You’ll also notice in the photo above, the small Rubbermaid® BRILLIANCE™ container perched on top of the black beans. I have small spice jars that I love and serve me really well (I buy my spices from a local bulk purveyor, because I can bring the jars with and buy exactly what I need). But there are some seasonings that I use so much of, I buy them by the ginormous scoop, not the dainty ounce. Nutritional yeast is one of those seasonings.

I put nutritional yeast on so many things – salads, chilis, soups, mashed potatoes, popcorn, steamed broccoli – that I literally keep it right next to my stove. The 1.3 cup Rubbermaid® BRILLIANCE™ container is the perfect size for ingredients like my nutritional yeast, which I use by the heaping tablespoonful. More uses for this container: flaky finishing salt, and fragrant bay leaves that are too long to jam into a squat jar (I grow my own bay laurel tree, and the leaves are big and beautiful and deserve roomy, non-squishing storage).

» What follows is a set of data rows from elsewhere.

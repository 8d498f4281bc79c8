//! # devreg-core
//!
//! Core business logic for the device warranty registry.
//!
//! This crate provides:
//! - Device passports: per-model warranty terms covering a range of serial numbers
//! - Serial number resolution against those ranges
//! - Device registration with computed warranty expiration
//! - Renovation (service) history per device
//! - Owner onboarding
//!
//! ## Architecture
//!
//! - [`serial`] - Serial number parsing and range resolution
//! - [`passport`] - Passport CRUD with range-conflict checks
//! - [`warranty`] - Warranty period rules
//! - [`device`] - Device registration, lookup, update and deletion
//! - [`renovation`] - Renovation history
//! - [`user`] - Owners and onboarding
//! - [`store`] - Persistence traits and constraint errors
//! - [`storage`] - JSON snapshot implementation of the persistence traits
//! - [`registry`] - Wiring of all components over one store
//! - [`config`] - Layered configuration
//! - [`error`] - Unified error types for the crate
//! - [`types`] - Shared types and OpenAPI schemas

#![forbid(unsafe_code)]
#![warn(clippy::all, clippy::pedantic, clippy::nursery)]
#![warn(missing_docs)]

pub mod config;
pub mod device;
pub mod error;
pub mod passport;
pub mod registry;
pub mod renovation;
pub mod serial;
pub mod storage;
pub mod store;
pub mod types;
pub mod user;
pub mod warranty;

pub use config::{ConfigError, ConfigResult, RegistryConfig};
pub use device::{Device, DeviceLifecycle, DevicePatch, NewDevice};
pub use error::{RegistryError, Result};
pub use passport::{NewPassport, Passport, PassportId, PassportPatch, PassportRegistry};
pub use registry::Registry;
pub use renovation::{NewRenovation, Renovation, RenovationId, RenovationLedger};
pub use serial::{ParsedSerial, SerialRange, SerialRangeIndex};
pub use storage::JsonStore;
pub use store::{StoreError, StoreResult};
pub use types::HealthResponse;
pub use user::{NewOwner, Onboarded, OwnerOnboarding, User, UserId};
pub use warranty::{MissingPassportPolicy, WarrantyPolicy};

Scooping lentils and nutritional yeast from storage container.

Scoopability

One construction feature I really appreciate with the Rubbermaid® BRILLIANCE™ containers – and something you should consider as you think about how you access and use your dried goods IRL (srsly, never underestimate ease of use) – is their sensible dimensions. Maybe it’s just me and my klutzy self, but pouring lentils and small beans out of anything — containers, bags, jars — into a measuring cup always results in lentils and small beans all over the floor.

Unlike my previous storage containers, I can dip a measuring cup or spoon fully inside and retrieve what I need without waste (or that sing-songy ppiinngg-piinng-ping-ping-ping of dozens of lentils bouncing off the tile, lol).

Lid of storage container.

Sealability

Another important quality to look for in storage containers is an air-tight seal. Rubbermaid® BRILLIANCE™ pantry container lids are not only interchangeable with their stack-mates (woot!), but they feature an edge seal that keeps ingredients fresh. Which is really important for stretching those New Year’s budget dollars to the max: no waste due to leaky lids. In fact, the container lets out a satisfying “whoooossh” when you press down on the lid to clamp it closed.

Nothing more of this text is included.